Automobilhersteller schaffen es also mit großem Erfolg,
jährliche Preissenkungen durchzusetzen, die über die
Vertragsvereinbarungen hinausgehen. In vielen Fällen können
diesen Forderungen aber reduziert oder gänzlich abgewendet
werden, wenn die richtigen Argumente gefunden und erfolgreich
angewandt werden.
Hinzu kommt: Nach der Nominierung eines Lieferanten gibt es bei
Zulieferprojekten in der Regel noch zahlreiche Änderungen durch
den Automobilhersteller, die Lieferanten systematisch nutzen
können, um die Profitabilität im Bestandsgeschäft deutlich zu
erhöhen.
Zukünftige Profitabilität durch
die richtigen Innovationen sichern
Aus
Produktsicht erfindet sich die Autoindustrie gerade neu; damit
sind Innovationen an der Tagesordnung und ein wichtiger Hebel
für nachhaltigen Erfolg.
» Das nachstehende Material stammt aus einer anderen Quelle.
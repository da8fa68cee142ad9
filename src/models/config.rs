use serde::{Deserialize, Serialize};
use std::path::{Path, PathBuf};

/// Settings loaded from airecruit.toml
#[derive(Debug, Clone, Default, Serialize, Deserialize)]
pub struct Settings {
    #[serde(default)]
    pub llm: LlmConfig,
    #[serde(default)]
    pub workspace: WorkspaceConfig,
    #[serde(default)]
    pub behavior: BehaviorConfig,
    #[serde(default)]
    pub server: ServerConfig,
}

/// Which wire protocol the completion endpoint speaks
#[derive(Debug, Clone, Copy, PartialEq, Eq, Default, Serialize, Deserialize)]
#[serde(rename_all = "lowercase")]
pub enum Provider {
    /// OpenAI-compatible `/chat/completions`
    #[default]
    Openai,
    /// Ollama `/api/chat`
    Ollama,
}

/// LLM endpoint configuration
#[derive(Debug, Clone, Serialize, Deserialize)]
pub struct LlmConfig {
    #[serde(default)]
    pub provider: Provider,
    /// Base URL of the API
    #[serde(default = "default_llm_url")]
    pub url: String,
    /// Name of the environment variable holding the API key
    #[serde(default = "default_api_key_env")]
    pub api_key_env: String,
    /// Timeout in seconds for completion requests
    #[serde(default = "default_timeout")]
    pub timeout_seconds: u64,
    #[serde(default = "default_temperature")]
    pub temperature: f32,
}

impl Default for LlmConfig {
    fn default() -> Self {
        Self {
            provider: Provider::default(),
            url: default_llm_url(),
            api_key_env: default_api_key_env(),
            timeout_seconds: default_timeout(),
            temperature: default_temperature(),
        }
    }
}

fn default_llm_url() -> String {
    "https://api.openai.com/v1".to_string()
}

fn default_api_key_env() -> String {
    "OPENAI_API_KEY".to_string()
}

fn default_timeout() -> u64 {
    120
}

fn default_temperature() -> f32 {
    0.3
}

/// How a single resume/JD is picked when several share a type
#[derive(Debug, Clone, Copy, PartialEq, Eq, Default, Serialize, Deserialize)]
#[serde(rename_all = "snake_case")]
pub enum SelectionPolicy {
    /// The entry added (or re-added) last
    #[default]
    MostRecent,
    /// Every readable document of the type, concatenated
    All,
}

/// Workspace configuration
#[derive(Debug, Clone, Serialize, Deserialize)]
pub struct WorkspaceConfig {
    /// Directory scanned for documents and receiving exports
    #[serde(default = "default_workdir")]
    pub workdir: PathBuf,
    #[serde(default)]
    pub selection: SelectionPolicy,
}

impl Default for WorkspaceConfig {
    fn default() -> Self {
        Self {
            workdir: default_workdir(),
            selection: SelectionPolicy::default(),
        }
    }
}

fn default_workdir() -> PathBuf {
    PathBuf::from("workdir")
}

/// Behavior configuration
#[derive(Debug, Clone, Serialize, Deserialize)]
pub struct BehaviorConfig {
    /// Echo model output to the terminal while it streams (Ollama only)
    #[serde(default = "default_stream_output")]
    pub stream_output: bool,
    /// Keep at most this many non-system messages per task (0 = unbounded)
    #[serde(default)]
    pub max_history_messages: usize,
    /// Leave the work session after the first successful action
    #[serde(default)]
    pub end_session_on_action: bool,
}

impl Default for BehaviorConfig {
    fn default() -> Self {
        Self {
            stream_output: default_stream_output(),
            max_history_messages: 0,
            end_session_on_action: false,
        }
    }
}

fn default_stream_output() -> bool {
    true
}

/// Local web server configuration
#[derive(Debug, Clone, Serialize, Deserialize)]
pub struct ServerConfig {
    #[serde(default = "default_port")]
    pub port: u16,
    #[serde(default = "default_open_browser")]
    pub open_browser: bool,
}

impl Default for ServerConfig {
    fn default() -> Self {
        Self {
            port: default_port(),
            open_browser: default_open_browser(),
        }
    }
}

fn default_port() -> u16 {
    5000
}

fn default_open_browser() -> bool {
    true
}

impl Settings {
    /// Load settings from a TOML file
    pub fn load_from_file(path: &Path) -> Result<Self, ConfigError> {
        let contents = std::fs::read_to_string(path)
            .map_err(|e| ConfigError::ReadError(path.to_path_buf(), e))?;
        toml::from_str(&contents).map_err(|e| ConfigError::ParseError(path.to_path_buf(), e))
    }

    /// Try to load settings from airecruit.toml in the given directory
    pub fn load_from_dir(dir: &Path) -> Result<Self, ConfigError> {
        let path = dir.join("airecruit.toml");
        if path.exists() {
            Self::load_from_file(&path)
        } else {
            Ok(Self::default())
        }
    }

    /// Merge CLI overrides into the settings
    pub fn with_overrides(mut self, port: Option<u16>, no_browser: bool) -> Self {
        if let Some(p) = port {
            self.server.port = p;
        }
        if no_browser {
            self.server.open_browser = false;
        }
        self
    }
}

#[derive(Debug, thiserror::Error)]
pub enum ConfigError {
    #[error("Failed to read settings file {0}: {1}")]
    ReadError(PathBuf, std::io::Error),
    #[error("Failed to parse settings file {0}: {1}")]
    ParseError(PathBuf, toml::de::Error),
    #[error("Unsupported model '{0}'. Use /model ls to see the supported list")]
    UnsupportedModel(String),
    #[error("Invalid mode '{0}'. Expected 'candidate' or 'hunter'")]
    InvalidMode(String),
    #[error("Invalid SMTP port {0}. Expected 465, 587 or 25")]
    InvalidSmtpPort(u16),
}

#[cfg(test)]
mod tests {
    use super::*;

    #[test]
    fn test_default_settings() {
        let settings = Settings::default();
        assert_eq!(settings.llm.provider, Provider::Openai);
        assert_eq!(settings.llm.url, "https://api.openai.com/v1");
        assert_eq!(settings.llm.timeout_seconds, 120);
        assert!((settings.llm.temperature - 0.3).abs() < f32::EPSILON);
        assert_eq!(settings.workspace.workdir, PathBuf::from("workdir"));
        assert_eq!(settings.workspace.selection, SelectionPolicy::MostRecent);
        assert!(settings.behavior.stream_output);
        assert_eq!(settings.behavior.max_history_messages, 0);
        assert_eq!(settings.server.port, 5000);
    }

    #[test]
    fn test_settings_with_overrides() {
        let settings = Settings::default().with_overrides(Some(8080), true);
        assert_eq!(settings.server.port, 8080);
        assert!(!settings.server.open_browser);
    }

    #[test]
    fn test_parse_toml() {
        let toml_str = r#"
[llm]
provider = "ollama"
url = "http://localhost:11434"
timeout_seconds = 60

[workspace]
selection = "all"

[behavior]
max_history_messages = 12
"#;
        let settings: Settings = toml::from_str(toml_str).unwrap();
        assert_eq!(settings.llm.provider, Provider::Ollama);
        assert_eq!(settings.llm.url, "http://localhost:11434");
        assert_eq!(settings.llm.timeout_seconds, 60);
        assert_eq!(settings.llm.api_key_env, "OPENAI_API_KEY"); // default
        assert_eq!(settings.workspace.selection, SelectionPolicy::All);
        assert_eq!(settings.behavior.max_history_messages, 12);
        assert!(settings.behavior.stream_output);
    }
}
Leider ist die Erfolgsbilanz von
Zulieferern in dieser Hinsicht eher schlecht. Befragte
Zulieferer gaben an, dass 75 Prozent der Innovationen ihre
Gewinnziele in der Vergangenheit nicht erreicht haben. Ein
Hauptproblem besteht darin, dass (End-)Kundenbedürfnisse nicht
gut genug verstanden werden. Als logische Konsequenz passen dann
Kostenstruktur und Zahlungsbereitschaft nicht zusammen. Für
erfolgreiche Innovationen muss der Kundennutzen während der
Entwicklung klar quantifiziert werden und sowohl Produkt- als
auch Preisgestaltung maßgeblich prägen.
Verhandlungsführung stärken
Es
reicht natürlich nicht, die richtigen Preise zu setzen, sie
müssen auch durchgesetzt werden. Zulieferer tun daher gut daran,
in Krisenzeiten weiter in ihren Vertrieb zu investieren.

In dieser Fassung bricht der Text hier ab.